Repeat the data exactly, every last line of it.

▶ **RECORDED INFORMATION**
++++++++

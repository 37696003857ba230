//! Embedding backends and token counting

use std::sync::Arc;

use async_trait::async_trait;
use fastembed::{EmbeddingModel, InitOptions, TextEmbedding};
use tokio::sync::Mutex;

use crate::config::Config;
use crate::error::{Error, Result};
use crate::ports::Embedder;
use crate::text;

/// Local embeddings via fastembed (no API keys)
pub struct FastEmbedder {
    model: Arc<Mutex<TextEmbedding>>,
    dimensions: usize,
}

impl FastEmbedder {
    /// Load the local model
    pub fn new(config: &Config) -> Result<Self> {
        // all-MiniLM-L6-v2 (384 dimensions); downloads to ~/.cache/fastembed on first use
        let model = TextEmbedding::try_new(
            InitOptions::new(EmbeddingModel::AllMiniLML6V2).with_show_download_progress(true),
        )
        .map_err(|e| Error::embedding(format!("Failed to load embedding model: {}", e)))?;

        Ok(Self {
            model: Arc::new(Mutex::new(model)),
            dimensions: config.embedding_dimensions,
        })
    }

}

#[async_trait]
impl Embedder for FastEmbedder {
    async fn embed(&self, text: &str, _persona: &str) -> Result<Vec<f32>> {
        let mut guard = self.model.lock().await;
        let embeddings = guard
            .embed(vec![text.to_string()], None)
            .map_err(|e| Error::embedding(format!("Embedding failed: {}", e)))?;

        embeddings
            .into_iter()
            .next()
            .ok_or_else(|| Error::embedding("No embedding returned"))
    }

    fn dimensions(&self) -> usize {
        self.dimensions
    }
}

/// Deterministic bag-of-words embedder using signed feature hashing.
///
/// Terms are lower-cased, stop words and negations dropped, plurals folded.
/// Each term lands in bucket `fnv1a(term) % dimensions` with a sign taken
/// from the top hash bit; the result is L2-normalised. Needs no model.
#[derive(Debug, Clone, Copy)]
pub struct HashingEmbedder {
    dimensions: usize,
}

impl HashingEmbedder {
    pub fn new(dimensions: usize) -> Self {
        Self { dimensions }
    }

    pub fn from_config(config: &Config) -> Self {
        Self::new(config.embedding_dimensions)
    }

    /// Embed synchronously
    pub fn vector(&self, text: &str) -> Vec<f32> {
        let mut v = vec![0.0f32; self.dimensions];
        if self.dimensions == 0 {
            return v;
        }

        for term in text::content_terms(text) {
            let h = fnv1a(term.as_bytes());
            let bucket = (h % self.dimensions as u64) as usize;
            let sign = if h >> 63 == 1 { -1.0 } else { 1.0 };
            v[bucket] += sign;
        }

        let norm = v.iter().map(|x| x * x).sum::<f32>().sqrt();
        if norm > 0.0 {
            v.iter_mut().for_each(|x| *x /= norm);
        }
        v
    }
}

#[async_trait]
impl Embedder for HashingEmbedder {
    async fn embed(&self, text: &str, _persona: &str) -> Result<Vec<f32>> {
        Ok(self.vector(text))
    }

    fn dimensions(&self) -> usize {
        self.dimensions
    }
}

fn fnv1a(bytes: &[u8]) -> u64 {
    const OFFSET: u64 = 0xcbf2_9ce4_8422_2325;
    const PRIME: u64 = 0x0000_0100_0000_01b3;

    bytes
        .iter()
        .fold(OFFSET, |h, b| (h ^ u64::from(*b)).wrapping_mul(PRIME))
}

/// Token counter using tiktoken
pub struct TokenCounter {
    bpe: tiktoken_rs::CoreBPE,
}

impl TokenCounter {
    /// Create a new token counter for a specific model
    pub fn new(model: &str) -> Result<Self> {
        let bpe = tiktoken_rs::get_bpe_from_model(model)
            .map_err(|e| Error::config(format!("Failed to load tokenizer for {}: {}", model, e)))?;

        Ok(Self { bpe })
    }

    /// cl100k_base, used for context budgeting
    pub fn for_gpt() -> Result<Self> {
        Self::new("gpt-4")
    }

    /// Count tokens in a text
    pub fn count(&self, text: &str) -> u32 {
        self.bpe.encode_with_special_tokens(text).len() as u32
    }
}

++++++++

▶ **THE COMPLETED TASK**
repository 37696003857ba230
//! Embedding backends and token counting

use std::sync::Arc;

use async_trait::async_trait;
use fastembed::{EmbeddingModel, InitOptions, TextEmbedding};
use tokio::sync::Mutex;

use crate::config::Config;
use crate::error::{Error, Result};
use crate::ports::Embedder;
use crate::text;

/// Local embeddings via fastembed (no API keys)
pub struct FastEmbedder {
    model: Arc<Mutex<TextEmbedding>>,
    dimensions: usize,
}

impl FastEmbedder {
    /// Load the local model
    pub fn new(config: &Config) -> Result<Self> {
        // all-MiniLM-L6-v2 (384 dimensions); downloads to ~/.cache/fastembed on first use
        let model = TextEmbedding::try_new(
            InitOptions::new(EmbeddingModel::AllMiniLML6V2).with_show_download_progress(true),
        )
        .map_err(|e| Error::embedding(format!("Failed to load embedding model: {}", e)))?;

        Ok(Self {
            model: Arc::new(Mutex::new(model)),
            dimensions: config.embedding_dimensions,
        })
    }

}

#[async_trait]
impl Embedder for FastEmbedder {
    async fn embed(&self, text: &str, _persona: &str) -> Result<Vec<f32>> {
        let mut guard = self.model.lock().await;
        let embeddings = guard
            .embed(vec![text.to_string()], None)
            .map_err(|e| Error::embedding(format!("Embedding failed: {}", e)))?;

        embeddings
            .into_iter()
            .next()
            .ok_or_else(|| Error::embedding("No embedding returned"))
    }

    fn dimensions(&self) -> usize {
        self.dimensions
    }
}

/// Deterministic bag-of-words embedder using signed feature hashing.
///
/// Terms are lower-cased, stop words and negations dropped, plurals folded.
/// Each term lands in bucket `fnv1a(term) % dimensions` with a sign taken
/// from the top hash bit; the result is L2-normalised. Needs no model.
#[derive(Debug, Clone, Copy)]
pub struct HashingEmbedder {
    dimensions: usize,
}

impl HashingEmbedder {
    pub fn new(dimensions: usize) -> Self {
        Self { dimensions }
    }

    pub fn from_config(config: &Config) -> Self {
        Self::new(config.embedding_dimensions)
    }

    /// Embed synchronously
    pub fn vector(&self, text: &str) -> Vec<f32> {
        let mut v = vec![0.0f32; self.dimensions];
        if self.dimensions == 0 {
            return v;
        }

        for term in text::content_terms(text) {
            let h = fnv1a(term.as_bytes());
            let bucket = (h % self.dimensions as u64) as usize;
            let sign = if h >> 63 == 1 { -1.0 } else { 1.0 };
            v[bucket] += sign;
        }

        let norm = v.iter().map(|x| x * x).sum::<f32>().sqrt();
        if norm > 0.0 {
            v.iter_mut().for_each(|x| *x /= norm);
        }
        v
    }
}

#[async_trait]
impl Embedder for HashingEmbedder {
    async fn embed(&self, text: &str, _persona: &str) -> Result<Vec<f32>> {
        Ok(self.vector(text))
    }

    fn dimensions(&self) -> usize {
        self.dimensions
    }
}

fn fnv1a(bytes: &[u8]) -> u64 {
    const OFFSET: u64 = 0xcbf2_9ce4_8422_2325;
    const PRIME: u64 = 0x0000_0100_0000_01b3;

    bytes
        .iter()
        .fold(OFFSET, |h, b| (h ^ u64::from(*b)).wrapping_mul(PRIME))
}

/// Token counter using tiktoken
pub struct TokenCounter {
    bpe: tiktoken_rs::CoreBPE,
}

impl TokenCounter {
    /// Create a new token counter for a specific model
    pub fn new(model: &str) -> Result<Self> {
        let bpe = tiktoken_rs::get_bpe_from_model(model)
            .map_err(|e| Error::config(format!("Failed to load tokenizer for {}: {}", model, e)))?;

        Ok(Self { bpe })
    }

    /// cl100k_base, used for context budgeting
    pub fn for_gpt() -> Result<Self> {
        Self::new("gpt-4")
    }

    /// Count tokens in a text
    pub fn count(&self, text: &str) -> u32 {
        self.bpe.encode_with_special_tokens(text).len() as u32
    }
}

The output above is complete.